Nonprofit healthcare crowdsourcing platform

Watsi, legally Watsi, Inc., is a nonprofit healthcare crowdsourcing platform that enables individual donors to directly fund medical care for individuals in developing countries without access to affordable medical care. It takes its name from the town of Watsi in Costa Rica.

== Background ==
Watsi was the first nonprofit funded by seed accelerator Y Combinator. They have also been funded by the Draper Richards Kaplan Foundation.

In November 2015 the company announced a $3.5M growth round of donations led by 12 investors including Paul Graham, Tencent, and The Pershing Square Foundation. By early 2016 it was distributing about $1.6 million a year to patients in 23 countries, and by later that year the San Francisco Chronicle reported that the figure had reached $2.6 million and some 10,000 patients in a single fiscal year.

Medical partners included Nyaya Health, Dr. Rick Hodes, Wuqu' Kawoq, Children's Surgical Centre, CURE International, African Mission Healthcare Foundation, Hope for West Africa, Project Muso, Lwala Community Alliance, Living Hope Haiti, Floating Doctors, Burma Border Projects, Partner for Surgery, International Care Ministries, The Kellermann Foundation, and World Altering Medicine.

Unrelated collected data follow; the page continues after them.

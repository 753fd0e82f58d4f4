pub mod multipart;
pub mod routes;

use crate::{config::ServerConfig, logger::ACCESS_LOG_TARGET, openrouter::ImageEditService};
use actix_web::{middleware::Logger, web, App, HttpServer};

pub struct AppState {
    pub service: ImageEditService,
    pub server: ServerConfig,
}

impl AppState {
    pub fn new(service: ImageEditService, server: ServerConfig) -> Self {
        Self { service, server }
    }
}

pub fn configure_routes(cfg: &mut web::ServiceConfig) {
    cfg.service(routes::generate)
        .service(routes::list_models)
        .service(routes::health_check);
}

/// Request log routed through the crate's own target so the console logger keeps it.
pub fn access_log() -> Logger {
    Logger::new("%r -> %s in %Dms").log_target(ACCESS_LOG_TARGET)
}

pub async fn run(service: ImageEditService, server: ServerConfig) -> std::io::Result<()> {
    let state = web::Data::new(AppState::new(service, server.clone()));

    HttpServer::new(move || {
        App::new()
            .app_data(state.clone())
            .wrap(access_log())
            .configure(configure_routes)
    })
    .bind(server.bind_address())?
    .run()
    .await
}
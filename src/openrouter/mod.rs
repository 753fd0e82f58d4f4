pub mod encoder;
pub mod extractor;
pub mod gateway;
pub mod request_builder;

use crate::{
    config::OpenRouterConfig,
    error::{GenerationError, Result},
    logger,
    models::{
        is_supported_model, GenerateForm, GenerationRequest, GenerationResult, RequestOrigin,
        DEFAULT_IMAGE_MODEL,
    },
};
use std::sync::Arc;
use uuid::Uuid;

pub use encoder::{encode_image, encode_images};
pub use extractor::extract_images;
pub use gateway::{Attribution, HttpGateway, UpstreamGateway};
pub use request_builder::{build_payload, MAX_UPSTREAM_IMAGES};

pub const EMPTY_RESULT_MESSAGE: &str = "No images returned. Make sure your prompt requests an image output and the model supports image generation.";

/// Where a single generate call currently is. A failure is logged together with
/// the stage it happened in.
#[derive(Debug, Clone, Copy, PartialEq, Eq)]
pub enum Stage {
    Idle,
    Validating,
    Encoding,
    Calling,
    Extracting,
    Responding,
}

/// Runs the generate pipeline: validate, encode, call upstream, extract.
/// Holds no per-request state, so one instance serves concurrent requests.
#[derive(Clone)]
pub struct ImageEditService {
    config: OpenRouterConfig,
    gateway: Arc<dyn UpstreamGateway>,
}

impl ImageEditService {
    pub fn new(config: OpenRouterConfig) -> Self {
        Self::with_gateway(config, Arc::new(HttpGateway::new()))
    }

    pub fn with_gateway(config: OpenRouterConfig, gateway: Arc<dyn UpstreamGateway>) -> Self {
        Self { config, gateway }
    }

    pub fn config(&self) -> &OpenRouterConfig {
        &self.config
    }

    /// Fails with `ConfigError` when no upstream credential is configured.
    pub fn api_key(&self) -> Result<&str> {
        self.config.api_key.as_deref().ok_or_else(|| {
            GenerationError::ConfigError("Missing OPENROUTER_API_KEY in server configuration".into())
        })
    }

    /// Checks run in a fixed order and the first failure wins.
    pub fn validate(&self, form: GenerateForm) -> Result<GenerationRequest> {
        self.api_key()?;

        let prompt = form.prompt.as_deref().unwrap_or("").trim().to_string();
        if prompt.is_empty() {
            return Err(GenerationError::InvalidInput("Missing prompt".into()));
        }

        if form.images.is_empty() {
            return Err(GenerationError::InvalidInput("Missing images".into()));
        }

        let model_id = form
            .model
            .as_deref()
            .unwrap_or(DEFAULT_IMAGE_MODEL)
            .trim()
            .to_string();
        if !is_supported_model(&model_id) {
            return Err(GenerationError::UnsupportedModel("Unsupported model".into()));
        }

        Ok(GenerationRequest {
            prompt,
            model_id,
            images: form.images,
        })
    }

    pub async fn generate(
        &self,
        form: GenerateForm,
        origin: &RequestOrigin,
    ) -> Result<GenerationResult> {
        let request_id = Uuid::new_v4().to_string();
        let mut stage = Stage::Idle;

        let outcome = self.run(&request_id, &mut stage, form, origin).await;
        match &outcome {
            Ok(result) => log::info!(
                "[req:{}] returned {} image(s)",
                request_id,
                result.images.len()
            ),
            Err(e) => log::warn!(
                "[req:{}] failed during {:?} ({}): {}",
                request_id,
                stage,
                e.status_code(),
                e
            ),
        }
        outcome
    }

    async fn run(
        &self,
        request_id: &str,
        stage: &mut Stage,
        form: GenerateForm,
        origin: &RequestOrigin,
    ) -> Result<GenerationResult> {
        *stage = Stage::Validating;
        let mut request = self.validate(form)?;
        let api_key = self.api_key()?;

        *stage = Stage::Encoding;
        let uploaded = request.images.len();
        let forwarded: Vec<_> = std::mem::take(&mut request.images)
            .into_iter()
            .take(MAX_UPSTREAM_IMAGES)
            .collect();
        if forwarded.len() < uploaded {
            log::info!(
                "[req:{}] forwarding {} of {} images",
                request_id,
                forwarded.len(),
                uploaded
            );
        }
        let parts = encode_images(forwarded).await?;

        *stage = Stage::Calling;
        let payload = build_payload(&request, parts);
        let attribution = Attribution::resolve(&self.config, origin);
        let response = {
            let _timer = logger::timer(&format!("[req:{}] OpenRouter completion", request_id));
            self.gateway
                .complete(api_key, &attribution, &payload)
                .await?
        };

        *stage = Stage::Extracting;
        let images = extract_images(response.as_ref());
        if images.is_empty() {
            return Err(GenerationError::EmptyResult(EMPTY_RESULT_MESSAGE.into()));
        }

        *stage = Stage::Responding;
        Ok(GenerationResult { images })
    }
}
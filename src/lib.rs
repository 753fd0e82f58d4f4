pub mod config;
pub mod error;
pub mod logger;
pub mod models;
pub mod openrouter;
pub mod server;

pub use config::{OpenRouterConfig, ServerConfig};
pub use error::{GenerationError, Result};
pub use models::*;
pub use openrouter::{HttpGateway, ImageEditService, UpstreamGateway};
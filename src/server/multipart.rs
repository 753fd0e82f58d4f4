use crate::{
    error::{GenerationError, Result},
    models::{GenerateForm, UploadedImage},
};
use actix_multipart::{Field, Multipart};
use futures::StreamExt;

pub const UPLOAD_TOO_LARGE_MESSAGE: &str = "Upload too large";

fn parse_error(e: impl std::fmt::Display) -> GenerationError {
    GenerationError::InvalidInput(format!("Failed to parse multipart data: {}", e))
}

/// Reads the generate form. Only `prompt`, `model` and `images` are looked at;
/// the first occurrence of a text field wins and an `images` part only counts
/// as a file when it carries a filename.
pub async fn read_generate_form(mut payload: Multipart, max_bytes: usize) -> Result<GenerateForm> {
    let mut form = GenerateForm::default();
    let mut total = 0usize;

    while let Some(field) = payload.next().await {
        let field = field.map_err(parse_error)?;
        let name = field.name().to_string();

        match name.as_str() {
            "prompt" | "model" => {
                let data = read_field(field, &mut total, max_bytes).await?;
                let value = String::from_utf8_lossy(&data).into_owned();
                let slot = if name == "prompt" {
                    &mut form.prompt
                } else {
                    &mut form.model
                };
                if slot.is_none() {
                    *slot = Some(value);
                }
            }
            "images" => {
                let filename = field
                    .content_disposition()
                    .get_filename()
                    .map(String::from);
                let content_type = field.content_type().map(|mime| mime.to_string());
                let data = read_field(field, &mut total, max_bytes).await?;

                match filename {
                    Some(filename) => form.images.push(UploadedImage {
                        data,
                        content_type,
                        filename: Some(filename),
                    }),
                    None => log::debug!("Ignoring non-file 'images' part"),
                }
            }
            other => {
                log::debug!("Skipping unknown form field '{}'", other);
                read_field(field, &mut total, max_bytes).await?;
            }
        }
    }

    Ok(form)
}

async fn read_field(mut field: Field, total: &mut usize, max_bytes: usize) -> Result<Vec<u8>> {
    let mut data = Vec::new();
    while let Some(chunk) = field.next().await {
        let chunk = chunk.map_err(parse_error)?;
        *total += chunk.len();
        if *total > max_bytes {
            log::warn!("Rejecting upload larger than {} bytes", max_bytes);
            return Err(GenerationError::InvalidInput(UPLOAD_TOO_LARGE_MESSAGE.into()));
        }
        data.extend_from_slice(&chunk);
    }
    Ok(data)
}
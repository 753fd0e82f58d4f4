use nanobanana::{
    logger::{self, LogLevel, LoggerConfig},
    HttpGateway, ImageEditService, OpenRouterConfig, ServerConfig,
};
use std::env;
use std::sync::Arc;

#[actix_web::main]
async fn main() -> Result<(), Box<dyn std::error::Error>> {
    let dotenv_loaded = dotenv::dotenv().is_ok();

    let mut logger_config = match env::var("LOG_FORMAT").as_deref() {
        Ok("json") => LoggerConfig::production(),
        _ => LoggerConfig::development().with_level(LogLevel::Info),
    };
    if let Some(level) = env::var("LOG_LEVEL").ok().as_deref().and_then(LogLevel::parse) {
        logger_config = logger_config.with_level(level);
    }
    logger::init_with_config(logger_config)?;

    if dotenv_loaded {
        log::info!("✅ .env file loaded");
    } else {
        log::warn!("⚠️  No .env file found, using system environment variables");
    }

    let server_config = ServerConfig::from_env();
    let openrouter_config = OpenRouterConfig::from_env();

    let mut gateway = HttpGateway::new();
    if let Ok(base_url) = env::var("OPENROUTER_BASE_URL") {
        if !base_url.trim().is_empty() {
            gateway = gateway.with_base_url(base_url);
        }
    }

    logger::log_startup_info(env!("CARGO_PKG_NAME"), env!("CARGO_PKG_VERSION"), &server_config);
    logger::log_config_info(&openrouter_config, gateway.base_url());

    let service = ImageEditService::with_gateway(openrouter_config, Arc::new(gateway));
    nanobanana::server::run(service, server_config).await?;

    Ok(())
}
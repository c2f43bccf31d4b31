/// Audio node implementations for cue graphs
///
/// # Node Categories
///
/// ## Source Nodes (no inputs)
/// - [`noise_buffer::NoiseBufferNode`] - Pre-generated buffer of uniform white noise
/// - [`oscillator::OscillatorNode`] - Periodic waveform with automated frequency
///
/// ## Filter Nodes (shape audio)
/// - [`lowpass_filter::LowPassFilterNode`] - 2nd-order low-pass with automated cutoff
///
/// ## Amplitude Nodes
/// - [`gain::GainNode`] - Automated gain envelope
///
/// ## Spatial Nodes
/// - [`pan::StereoPannerNode`] - Equal-power mono-to-stereo panner with automated position
pub mod gain;
pub mod lowpass_filter;
pub mod noise_buffer;
pub mod oscillator;
pub mod pan;

pub use gain::GainNode;
pub use lowpass_filter::LowPassFilterNode;
pub use noise_buffer::NoiseBufferNode;
pub use oscillator::{OscillatorNode, Waveform};
pub use pan::StereoPannerNode;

In 2014, Watsi's old logo, which had a blue cross with a white triangle, was the subject of a trademark suit from the Blue Cross Blue Shield Association, leading the company to change their logo to white triangles on a blue circle.

== Model ==
Donors browse individual patient listings, each of which sets out the person's background and medical condition and the specific procedure a given sum would pay for, and are told afterwards what became of the case. Watsi undertakes that the whole of a donation earmarked for a named patient goes to that patient's care, and raises money for its own administrative costs separately. Because treatment costs in the countries served are low by comparison with the United States, listed sums are small: the Chronicle cited a hernia repair for a Ugandan laborer at $249 and cataract surgery for a rice farmer at $292.